- Source material -
__________________________________________________

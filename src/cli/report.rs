//! Report formatting and printing utilities.
//!
//! Issues are displayed cargo-style; run results as a short colored summary.
//! Kept apart from the engine so lingofit can be used as a library.

use std::io::{self, Write};

use colored::Colorize;
use unicode_width::UnicodeWidthStr;

use crate::core::classify::CandidateKind;
use crate::core::report::{CandidateStatus, RunReport, RunSummary};
use crate::core::{ConvertOutcome, ProjectScan};
use crate::issues::{Issue, Report, ReportLocation, Severity};

/// Success mark for consistent output formatting.
pub const SUCCESS_MARK: &str = "\u{2713}"; // ✓

/// Failure mark for consistent output formatting.
pub const FAILURE_MARK: &str = "\u{2718}"; // ✘

/// Print issues in cargo-style format to stdout.
pub fn report(issues: &[Issue]) {
    report_to(issues, &mut io::stdout().lock());
}

/// Print issues to a custom writer.
///
/// Useful for testing or redirecting output.
pub fn report_to<W: Write>(issues: &[Issue], writer: &mut W) {
    if issues.is_empty() {
        return;
    }

    let mut sorted = issues.to_vec();
    sorted.sort();

    // Calculate max line number width for alignment
    let max_line_width = calculate_max_line_width(&sorted);

    for issue in &sorted {
        print_issue(issue, writer, max_line_width);
    }

    print_problem_count(&sorted, writer);
}

/// Print the candidates a scan found, followed by a one-line summary.
pub fn print_scan(scan: &ProjectScan, run: &RunReport, verbose: bool) {
    print_scan_to(scan, run, verbose, &mut io::stdout().lock());
}

pub fn print_scan_to<W: Write>(scan: &ProjectScan, run: &RunReport, verbose: bool, writer: &mut W) {
    if verbose {
        report_to(&scan.issues, writer);
    }

    for (candidate, window) in run.candidates.iter().zip(&scan.windows) {
        let kind = match candidate.kind {
            CandidateKind::Simple => "simple".green(),
            CandidateKind::Complex => "complex".cyan(),
        };
        let mut line = format!(
            "{}:{}  {}  {}  \"{}\"",
            candidate.file,
            candidate.line,
            kind,
            candidate.site.to_string().dimmed(),
            candidate.text
        );
        if let Some(window) = window {
            line.push_str(&format!(
                "  (context: {} line(s){}{})",
                window.total_lines,
                if window.truncated { ", truncated" } else { "" },
                if window.depth_limited { ", depth-limited" } else { "" }
            ));
        }
        if candidate.status == CandidateStatus::Ambiguous {
            line.push_str(&format!("  {}", "ambiguous".yellow()));
        }
        let _ = writeln!(writer, "{}", line);
    }

    let s = &run.summary;
    if s.candidates == 0 {
        let _ = writeln!(
            writer,
            "{} {}",
            SUCCESS_MARK.green(),
            format!("Scanned {} - no hardcoded text found", files(s.files_scanned)).green()
        );
    } else {
        let _ = writeln!(
            writer,
            "\nFound {} candidate(s) in {} ({} simple, {} complex, {} ambiguous)",
            s.candidates,
            files(s.files_scanned),
            s.simple,
            s.complex,
            s.ambiguous
        );
    }
    print_skipped_warning_to(s.files_skipped, verbose, writer);
}

/// Print the outcome of a conversion run.
pub fn print_convert(outcome: &ConvertOutcome, verbose: bool) {
    print_convert_to(outcome, verbose, &mut io::stdout().lock());
}

pub fn print_convert_to<W: Write>(outcome: &ConvertOutcome, verbose: bool, writer: &mut W) {
    let shown: Vec<Issue> = outcome
        .issues
        .iter()
        .filter(|issue| verbose || issue.report_severity() == Severity::Error || is_run_issue(issue))
        .cloned()
        .collect();
    report_to(&shown, writer);

    let report = &outcome.report;
    let s = &report.summary;

    if s.dry_run {
        for candidate in report.candidates.iter().filter(|c| c.status == CandidateStatus::Staged) {
            let _ = writeln!(
                writer,
                "{}:{}  \"{}\" {} {}",
                candidate.file,
                candidate.line,
                candidate.text,
                "->".blue(),
                candidate.key.as_deref().unwrap_or_default()
            );
        }
    }

    print_counts(s, writer);

    for update in &report.dictionaries {
        let _ = writeln!(
            writer,
            "  {} {} ({} added, {} kept)",
            "dictionary".dimmed(),
            update.path.display(),
            update.added,
            update.kept
        );
    }
    if let Some(path) = &outcome.report_path {
        let _ = writeln!(writer, "  {} {}", "report".dimmed(), path.display());
    }
    if s.dry_run && s.staged > 0 {
        let _ = writeln!(writer, "Run with {} to write these changes.", "--apply".cyan());
    }
    print_skipped_warning_to(s.files_skipped, verbose, writer);
}

/// Issues that explain why a candidate did not land.
fn is_run_issue(issue: &Issue) -> bool {
    matches!(issue, Issue::OracleUnavailable(_))
}

fn print_counts<W: Write>(s: &RunSummary, writer: &mut W) {
    if s.candidates == 0 {
        let _ = writeln!(
            writer,
            "{} {}",
            SUCCESS_MARK.green(),
            format!("Scanned {} - no hardcoded text found", files(s.files_scanned)).green()
        );
        return;
    }

    if s.dry_run {
        let _ = writeln!(
            writer,
            "{} {} of {} candidate(s)",
            "Would convert".green().bold(),
            s.staged,
            s.candidates
        );
    } else {
        let _ = writeln!(
            writer,
            "{} {} of {} candidate(s) in {}, {} new key(s)",
            "Converted".green().bold(),
            s.applied,
            s.candidates,
            files(s.files_written),
            s.keys_created
        );
    }

    let mut left = Vec::new();
    for (count, label) in [
        (s.ambiguous, "ambiguous"),
        (s.declined, "declined"),
        (s.uncovered, "outside a component"),
    ] {
        if count > 0 {
            left.push(format!("{} {}", count, label));
        }
    }
    if !left.is_empty() {
        let _ = writeln!(writer, "  {} {}", "skipped:".dimmed(), left.join(", "));
    }

    let failed = s.rejected + s.conflicted + s.unresolved;
    if failed > 0 {
        let _ = writeln!(
            writer,
            "{} {} candidate(s) not converted ({} rejected, {} conflicted, {} unresolved)",
            FAILURE_MARK.red(),
            failed,
            s.rejected,
            s.conflicted,
            s.unresolved
        );
    }
}

fn files(count: usize) -> String {
    format!("{} {}", count, if count == 1 { "file" } else { "files" })
}

/// Print a warning about files that were skipped.
fn print_skipped_warning_to<W: Write>(count: usize, verbose: bool, writer: &mut W) {
    if count > 0 && !verbose {
        let _ = writeln!(
            writer,
            "{} {} file(s) could not be scanned (use {} for details)",
            "warning:".bold().yellow(),
            count,
            "-v".cyan()
        );
    }
}

// ============================================================
// Internal Functions
// ============================================================

fn print_issue<W: Write>(issue: &Issue, writer: &mut W, max_line_width: usize) {
    let loc = issue.location();
    let (file_path, line, col, source_line) = extract_location_info(&loc);

    // Print severity and message (cargo-style)
    let severity = issue.report_severity();
    let severity_str = match severity {
        Severity::Error => "error".bold().red(),
        Severity::Warning => "warning".bold().yellow(),
    };

    let _ = writeln!(
        writer,
        "{}: \"{}\"  {}",
        severity_str,
        issue.message(),
        issue.kind().to_string().dimmed().cyan()
    );

    // Print clickable location: --> path:line:col
    if line > 0 {
        let _ = writeln!(writer, "  {} {}:{}:{}", "-->".blue(), file_path, line, col);
    } else {
        let _ = writeln!(writer, "  {} {}", "-->".blue(), file_path);
    }

    // Print source context if available
    if let Some(source_line) = source_line {
        let caret_char = match severity {
            Severity::Error => "^".red(),
            Severity::Warning => "^".yellow(),
        };

        let _ = writeln!(
            writer,
            "{:>width$} {}",
            "",
            "|".blue(),
            width = max_line_width
        );
        let _ = writeln!(
            writer,
            "{:>width$} {} {}",
            line.to_string().blue(),
            "|".blue(),
            source_line,
            width = max_line_width
        );

        // Caret pointing to the column (col is 1-based)
        let prefix = if col > 1 {
            source_line.chars().take(col - 1).collect::<String>()
        } else {
            String::new()
        };
        let caret_padding = UnicodeWidthStr::width(prefix.as_str());
        let _ = writeln!(
            writer,
            "{:>width$} {} {:>padding$}{}",
            "",
            "|".blue(),
            "",
            caret_char,
            width = max_line_width,
            padding = caret_padding
        );
    }

    // Print details if present (cargo-style note)
    if let Some(details) = issue.details() {
        let _ = writeln!(
            writer,
            "{:>width$} {} {} {}",
            "",
            "=".blue(),
            "note:".bold(),
            details,
            width = max_line_width
        );
    }

    let _ = writeln!(writer); // Empty line between issues
}

fn print_problem_count<W: Write>(issues: &[Issue], writer: &mut W) {
    let total_errors = issues
        .iter()
        .filter(|i| i.report_severity() == Severity::Error)
        .count();
    let total_warnings = issues.len() - total_errors;

    let _ = writeln!(
        writer,
        "{} {} problems ({} {}, {} {})\n",
        FAILURE_MARK.red(),
        issues.len(),
        total_errors,
        if total_errors == 1 { "error" } else { "errors" }.red(),
        total_warnings,
        if total_warnings == 1 {
            "warning"
        } else {
            "warnings"
        }
        .yellow()
    );
}

fn extract_location_info<'a>(
    loc: &'a ReportLocation<'a>,
) -> (&'a str, usize, usize, Option<&'a str>) {
    match loc {
        ReportLocation::Source(ctx) => (
            &ctx.file_path,
            ctx.line,
            ctx.col,
            ctx.source_line.as_deref(),
        ),
        ReportLocation::File { path } => (path, 0, 0, None),
    }
}

fn calculate_max_line_width(issues: &[Issue]) -> usize {
    issues
        .iter()
        .map(|i| i.location().line())
        .max()
        .map(|n| n.to_string().len())
        .unwrap_or(1)
}

#[cfg(test)]
mod tests {
    use std::path::PathBuf;

    use super::*;
    use crate::issues::{ScanErrorIssue, SourceLocation, ValidationFailedIssue};

    fn render(issues: &[Issue]) -> String {
        colored::control::set_override(false);
        let mut out = Vec::new();
        report_to(issues, &mut out);
        String::from_utf8(out).unwrap()
    }

    #[test]
    fn test_issue_with_source_line() {
        let issue = Issue::OracleUnavailable(crate::issues::OracleUnavailableIssue {
            location: SourceLocation::new("./src/App.tsx", 3, 10)
                .with_source_line("  return <p>Hello</p>;"),
            reason: "oracle call timed out after 100ms".to_string(),
        });
        let out = render(&[issue]);

        assert!(out.contains("warning: \"oracle call timed out after 100ms\"  oracle-unavailable"));
        assert!(out.contains("--> ./src/App.tsx:3:10"));
        assert!(out.contains("3 |   return <p>Hello</p>;"));
        assert!(out.contains("|          ^"));
        assert!(out.contains("1 problems (0 errors, 1 warning)"));
    }

    #[test]
    fn test_file_level_issue_has_no_line() {
        let issues = vec![
            Issue::ValidationFailed(ValidationFailedIssue {
                file_path: "./src/B.tsx".to_string(),
                error: "line 2: Expected '}'".to_string(),
                rejected_patches: 2,
            }),
            Issue::ScanError(ScanErrorIssue {
                file_path: "./src/A.tsx".to_string(),
                error: "not valid UTF-8".to_string(),
            }),
        ];
        let out = render(&issues);

        assert!(out.contains("  --> ./src/B.tsx\n"));
        assert!(out.contains("= note: 2 patch(es) rejected, file left untouched"));
        // Sorted by path.
        assert!(out.find("./src/A.tsx").unwrap() < out.find("./src/B.tsx").unwrap());
        assert!(out.contains("2 problems (1 error, 1 warning)"));
    }

    #[test]
    fn test_no_issues_prints_nothing() {
        assert_eq!(render(&[]), "");
    }

    #[test]
    fn test_counts_in_apply_mode() {
        colored::control::set_override(false);
        let outcome = ConvertOutcome {
            report: RunReport {
                summary: RunSummary {
                    files_scanned: 2,
                    candidates: 4,
                    applied: 2,
                    files_written: 1,
                    keys_created: 2,
                    declined: 1,
                    unresolved: 1,
                    ..Default::default()
                },
                ..Default::default()
            },
            issues: Vec::new(),
            report_path: Some(PathBuf::from("./i18n-report.json")),
        };
        let mut out = Vec::new();
        print_convert_to(&outcome, false, &mut out);
        let out = String::from_utf8(out).unwrap();

        assert!(out.contains("Converted 2 of 4 candidate(s) in 1 file, 2 new key(s)"));
        assert!(out.contains("skipped: 1 declined"));
        assert!(out.contains("1 candidate(s) not converted (0 rejected, 0 conflicted, 1 unresolved)"));
        assert!(out.contains("report ./i18n-report.json"));
    }
}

__________________________________________________

- Work item -
Print again the lines of the entries above that fall between the line holding "let loc = issue.location();" and the line holding "let prefix = if", inclusive, exactly as they stand.

- Output -
    let loc = issue.location();
    let (file_path, line, col, source_line) = extract_location_info(&loc);

    // Print severity and message (cargo-style)
    let severity = issue.report_severity();
    let severity_str = match severity {
        Severity::Error => "error".bold().red(),
        Severity::Warning => "warning".bold().yellow(),
    };

    let _ = writeln!(
        writer,
        "{}: \"{}\"  {}",
        severity_str,
        issue.message(),
        issue.kind().to_string().dimmed().cyan()
    );

    // Print clickable location: --> path:line:col
    if line > 0 {
        let _ = writeln!(writer, "  {} {}:{}:{}", "-->".blue(), file_path, line, col);
    } else {
        let _ = writeln!(writer, "  {} {}", "-->".blue(), file_path);
    }

    // Print source context if available
    if let Some(source_line) = source_line {
        let caret_char = match severity {
            Severity::Error => "^".red(),
            Severity::Warning => "^".yellow(),
        };

        let _ = writeln!(
            writer,
            "{:>width$} {}",
            "",
            "|".blue(),
            width = max_line_width
        );
        let _ = writeln!(
            writer,
            "{:>width$} {} {}",
            line.to_string().blue(),
            "|".blue(),
            source_line,
            width = max_line_width
        );

        // Caret pointing to the column (col is 1-based)
        let prefix = if col > 1 {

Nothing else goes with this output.